## INFORMATION SUPPLIED
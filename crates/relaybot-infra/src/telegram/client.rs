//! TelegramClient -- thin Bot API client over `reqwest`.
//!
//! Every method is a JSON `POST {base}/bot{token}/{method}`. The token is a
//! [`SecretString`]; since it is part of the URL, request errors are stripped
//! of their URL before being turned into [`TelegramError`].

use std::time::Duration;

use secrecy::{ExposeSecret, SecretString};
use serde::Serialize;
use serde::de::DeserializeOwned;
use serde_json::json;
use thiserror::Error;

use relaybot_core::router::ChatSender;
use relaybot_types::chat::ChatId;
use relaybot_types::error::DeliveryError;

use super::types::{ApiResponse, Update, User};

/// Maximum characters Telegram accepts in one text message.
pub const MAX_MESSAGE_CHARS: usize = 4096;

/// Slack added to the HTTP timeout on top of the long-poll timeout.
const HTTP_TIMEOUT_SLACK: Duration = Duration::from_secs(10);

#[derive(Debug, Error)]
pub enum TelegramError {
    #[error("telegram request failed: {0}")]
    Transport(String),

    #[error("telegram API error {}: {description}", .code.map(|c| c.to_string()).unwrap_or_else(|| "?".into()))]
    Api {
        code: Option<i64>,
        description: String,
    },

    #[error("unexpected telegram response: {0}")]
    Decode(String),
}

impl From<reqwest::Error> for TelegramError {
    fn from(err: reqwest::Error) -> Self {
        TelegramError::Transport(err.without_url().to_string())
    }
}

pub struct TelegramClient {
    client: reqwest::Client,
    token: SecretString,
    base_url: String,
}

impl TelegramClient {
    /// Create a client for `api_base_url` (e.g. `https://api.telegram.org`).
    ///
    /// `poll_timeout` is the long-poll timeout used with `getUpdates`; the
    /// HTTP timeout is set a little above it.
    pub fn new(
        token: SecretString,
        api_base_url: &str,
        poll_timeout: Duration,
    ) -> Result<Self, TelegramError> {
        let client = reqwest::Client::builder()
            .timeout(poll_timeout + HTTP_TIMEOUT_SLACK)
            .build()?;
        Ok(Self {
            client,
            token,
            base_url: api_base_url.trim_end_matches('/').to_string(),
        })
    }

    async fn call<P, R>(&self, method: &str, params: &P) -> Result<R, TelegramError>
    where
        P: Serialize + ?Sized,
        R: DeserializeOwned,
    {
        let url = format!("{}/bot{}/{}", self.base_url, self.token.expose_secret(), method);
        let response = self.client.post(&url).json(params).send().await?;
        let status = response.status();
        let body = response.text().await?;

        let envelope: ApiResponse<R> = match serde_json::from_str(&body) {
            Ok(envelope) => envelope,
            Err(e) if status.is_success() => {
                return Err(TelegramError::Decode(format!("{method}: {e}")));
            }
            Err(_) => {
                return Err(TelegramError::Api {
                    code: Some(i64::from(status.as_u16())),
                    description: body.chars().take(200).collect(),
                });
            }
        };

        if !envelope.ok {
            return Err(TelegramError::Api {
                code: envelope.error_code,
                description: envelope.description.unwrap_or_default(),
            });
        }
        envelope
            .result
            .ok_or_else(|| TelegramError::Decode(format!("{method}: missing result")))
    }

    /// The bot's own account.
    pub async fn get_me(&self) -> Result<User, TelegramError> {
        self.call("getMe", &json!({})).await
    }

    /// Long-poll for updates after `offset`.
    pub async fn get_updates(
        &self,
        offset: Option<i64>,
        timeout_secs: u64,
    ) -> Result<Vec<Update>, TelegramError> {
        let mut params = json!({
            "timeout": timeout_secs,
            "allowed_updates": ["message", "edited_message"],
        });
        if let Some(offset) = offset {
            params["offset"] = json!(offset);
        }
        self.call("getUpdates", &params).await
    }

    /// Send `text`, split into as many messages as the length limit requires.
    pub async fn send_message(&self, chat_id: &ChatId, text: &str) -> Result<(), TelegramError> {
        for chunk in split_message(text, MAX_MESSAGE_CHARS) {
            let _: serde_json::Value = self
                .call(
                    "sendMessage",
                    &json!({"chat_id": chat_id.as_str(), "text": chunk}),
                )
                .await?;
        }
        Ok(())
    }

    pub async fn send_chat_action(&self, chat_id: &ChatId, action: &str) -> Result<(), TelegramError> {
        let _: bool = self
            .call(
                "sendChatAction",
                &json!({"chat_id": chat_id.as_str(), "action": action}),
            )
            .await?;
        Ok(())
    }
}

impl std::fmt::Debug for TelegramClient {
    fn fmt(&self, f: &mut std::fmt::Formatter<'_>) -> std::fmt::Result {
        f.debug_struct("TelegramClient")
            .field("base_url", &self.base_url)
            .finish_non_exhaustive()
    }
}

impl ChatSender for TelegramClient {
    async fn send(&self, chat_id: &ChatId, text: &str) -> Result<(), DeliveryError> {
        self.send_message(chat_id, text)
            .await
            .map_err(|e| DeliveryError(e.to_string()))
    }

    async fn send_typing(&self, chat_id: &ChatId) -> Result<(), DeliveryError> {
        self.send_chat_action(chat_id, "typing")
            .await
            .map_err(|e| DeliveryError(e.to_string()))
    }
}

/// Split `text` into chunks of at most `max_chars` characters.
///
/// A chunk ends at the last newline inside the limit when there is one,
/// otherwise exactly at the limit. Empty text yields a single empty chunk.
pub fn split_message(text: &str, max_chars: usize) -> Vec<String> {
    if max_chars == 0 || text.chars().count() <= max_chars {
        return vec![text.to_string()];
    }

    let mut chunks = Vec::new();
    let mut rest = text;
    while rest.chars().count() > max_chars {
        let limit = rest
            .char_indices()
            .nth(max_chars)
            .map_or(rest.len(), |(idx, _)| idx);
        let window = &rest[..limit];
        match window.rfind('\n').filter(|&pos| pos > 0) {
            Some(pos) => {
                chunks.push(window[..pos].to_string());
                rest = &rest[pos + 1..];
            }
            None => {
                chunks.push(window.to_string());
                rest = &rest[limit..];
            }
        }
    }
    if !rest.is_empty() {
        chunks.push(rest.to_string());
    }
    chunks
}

...

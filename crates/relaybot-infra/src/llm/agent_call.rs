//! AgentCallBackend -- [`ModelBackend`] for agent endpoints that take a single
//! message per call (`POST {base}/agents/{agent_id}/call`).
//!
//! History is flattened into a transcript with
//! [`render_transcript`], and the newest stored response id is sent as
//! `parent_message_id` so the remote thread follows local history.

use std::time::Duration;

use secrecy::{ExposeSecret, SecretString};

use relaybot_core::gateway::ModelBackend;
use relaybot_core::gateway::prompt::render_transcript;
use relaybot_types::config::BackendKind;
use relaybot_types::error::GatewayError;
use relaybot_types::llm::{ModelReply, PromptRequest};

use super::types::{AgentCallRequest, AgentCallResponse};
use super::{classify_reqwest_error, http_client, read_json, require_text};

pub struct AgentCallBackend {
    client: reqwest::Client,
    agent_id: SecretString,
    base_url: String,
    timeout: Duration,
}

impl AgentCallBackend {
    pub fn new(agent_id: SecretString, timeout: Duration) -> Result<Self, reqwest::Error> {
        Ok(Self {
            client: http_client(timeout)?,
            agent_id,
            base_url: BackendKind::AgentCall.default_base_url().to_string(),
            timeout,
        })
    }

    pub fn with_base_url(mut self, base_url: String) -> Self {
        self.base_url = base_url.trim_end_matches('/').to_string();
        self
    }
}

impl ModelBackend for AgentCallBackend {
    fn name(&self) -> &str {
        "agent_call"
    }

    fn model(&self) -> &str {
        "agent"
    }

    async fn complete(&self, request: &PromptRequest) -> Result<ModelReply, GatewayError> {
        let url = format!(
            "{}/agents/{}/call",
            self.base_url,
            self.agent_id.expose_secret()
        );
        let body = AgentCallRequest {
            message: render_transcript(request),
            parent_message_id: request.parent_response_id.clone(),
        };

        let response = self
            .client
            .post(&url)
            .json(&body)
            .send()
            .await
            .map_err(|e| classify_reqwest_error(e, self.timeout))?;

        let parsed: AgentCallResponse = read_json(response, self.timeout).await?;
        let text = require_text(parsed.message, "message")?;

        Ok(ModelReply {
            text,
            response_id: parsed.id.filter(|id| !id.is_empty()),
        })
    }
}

## EXERCISE REQUIREMENTS
The expected answer is every line in the data above that carries the string "ChatId".

## OUTPUT BELOW
use relaybot_types::chat::ChatId;
    pub async fn send_message(&self, chat_id: &ChatId, text: &str) -> Result<(), TelegramError> {
    pub async fn send_chat_action(&self, chat_id: &ChatId, action: &str) -> Result<(), TelegramError> {
    async fn send(&self, chat_id: &ChatId, text: &str) -> Result<(), DeliveryError> {
    async fn send_typing(&self, chat_id: &ChatId) -> Result<(), DeliveryError> {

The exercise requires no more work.